The Middle East is a neighborhood in the heart of East Baltimore, Maryland. It is the site of a conflict between residents and the city’s plans to create a biotech park to serve nearby Johns Hopkins Medical Center. The neighborhood has suffered from extensive urban decay and housing abandonment, increased crime, and the effects of the Baltimore riot of 1968. Its residents are mainly lower-income African Americans; the neighborhood was a filming location for the Baltimore-based HBO drama The Wire. Middle East is also noteworthy as being a location for filming scenes of the television series Homicide: Life on the Street and the 1991 film Homicide (no relation to the TV series) featuring Joe Mantegna. Residents often refer to the swath of land between Johns Hopkins Hospital and Frank C. Bocek Park, which includes much of the Middle East, as the “Down the Hill” neighborhood.
The neighborhood formerly had a white working-class Czech-American majority and is home to St. Wenceslaus Church, a historically Czech parish that is now majority African-American. The Middle East neighborhood and surrounding areas are called “Little Bohemia.” By 1969, the Czech-American immigrant community in what is now the Middle East neighborhood was predominantly composed of aging homeowners who lived alongside more recently arrived African-American residents. However, many older white Czech-Americans harbored racist attitudes towards black people. According to a reporter with ‘The Baltimore Sun,’ “The older people of Bohemian extraction still live in the houses they own…but they share the neighborhood with black people whom they do not seem to appreciate or understand.” This was the last generation of Czech-Americans to remain in Little Bohemia in large numbers, with the neighborhood transitioning into a predominantly African-American neighborhood by the 1970s and 1980s.

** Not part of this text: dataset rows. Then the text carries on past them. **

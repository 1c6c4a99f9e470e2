use alloc::vec::Vec;

use crate::common::GridError;
use crate::ship::ShipKind;

pub const BOARD_SIZE: usize = 10;
/// Largest board whose columns can still be labelled `A`..`Z`.
pub const MAX_BOARD_SIZE: usize = 26;

pub const DOT_COUNT: usize = 2;
pub const I_COUNT: usize = 1;
pub const L_COUNT: usize = 1;

/// Board size and fleet composition for one game.
#[derive(Debug, Clone, Copy, PartialEq, Eq)]
#[cfg_attr(feature = "std", derive(serde::Serialize, serde::Deserialize))]
pub struct GameConfig {
    pub size: usize,
    pub dots: usize,
    pub i_ships: usize,
    pub l_ships: usize,
}

impl Default for GameConfig {
    fn default() -> Self {
        Self {
            size: BOARD_SIZE,
            dots: DOT_COUNT,
            i_ships: I_COUNT,
            l_ships: L_COUNT,
        }
    }
}

impl GameConfig {
    /// Standard fleet on a board of `size`.
    pub fn with_size(size: usize) -> Self {
        Self {
            size,
            ..Self::default()
        }
    }

    pub fn validate(&self) -> Result<(), GridError> {
        if self.size == 0 {
            return Err(GridError::InvalidConfig("board size must be at least 1"));
        }
        if self.size > MAX_BOARD_SIZE {
            return Err(GridError::InvalidConfig("board size must be at most 26"));
        }
        let ships = self
            .checked_fleet_len()
            .ok_or(GridError::InvalidConfig("fleet is too large"))?;
        if ships == 0 {
            return Err(GridError::InvalidConfig("fleet must contain at least one ship"));
        }
        // every ship needs at least one square
        if ships > self.size * self.size {
            return Err(GridError::InvalidConfig(
                "fleet has more ships than the board has squares",
            ));
        }
        Ok(())
    }

    fn checked_fleet_len(&self) -> Option<usize> {
        self.dots.checked_add(self.i_ships)?.checked_add(self.l_ships)
    }

    /// Total number of ships, saturating at `usize::MAX`.
    pub fn fleet_len(&self) -> usize {
        self.dots.saturating_add(self.i_ships).saturating_add(self.l_ships)
    }

    /// Ship kinds in construction order: DOTs, then I ships, then L ships.
    ///
    /// Only meaningful for a configuration that passes [`validate`](Self::validate).
    pub fn fleet(&self) -> Vec<ShipKind> {
        let mut kinds = Vec::new();
        kinds.extend(core::iter::repeat(ShipKind::Dot).take(self.dots));
        kinds.extend(core::iter::repeat(ShipKind::I).take(self.i_ships));
        kinds.extend(core::iter::repeat(ShipKind::L).take(self.l_ships));
        kinds
    }
}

The name “Middle East” came about in 1978, when low-income African-American neighborhood residents requested funding from the city to repair the urban decay. There were 200 vacant homes in the Middle East in 1978. Over three years, $800,000 of federal grant funding was allocated. Bed Bug Exterminator Baltimore
As of 2019, only a few traces of the Czech-American community remain. Many Czech Americans have moved to the suburbs primarily due to white flight and the decline of industrial manufacturing jobs. St. Wenceslaus is a thriving parish, as the ethnic character of the congregation has undergone a gradual shift from a mostly white working-class Czech parish to one that is multicultural and multiracial, first as many Poles and Lithuanians moved into the neighborhood, and then as the neighborhood shifted to having an African American majority. The neighborhood has suffered from extensive urban decay, housing abandonment due to poverty and crime, and the after-effects of the Baltimore riot of 1968. It now has a largely poverty-class and working-class African-American majority. The neighborhood was one of the hardest hit in Baltimore, MD as the white-working class and middle-class African-American tax base left. The area was affected by heroin, crack cocaine, and HIV epidemics, along with an intensification of gang activity fueled by the drug trade. The predatory practices of lenders, landlords, and property flippers have also contributed to the spiraling cycle of decline and disinvestment. By 2000, the Middle East was the second poorest neighborhood in Baltimore, with a median household income of $14,900, less than half the city’s median. Less than half of adults were employed in labor; over a third of households had poverty-level incomes. Crime and domestic violence rates were double those of the city, and the incidence of lead poisoning and child abuse were among the highest in Baltimore.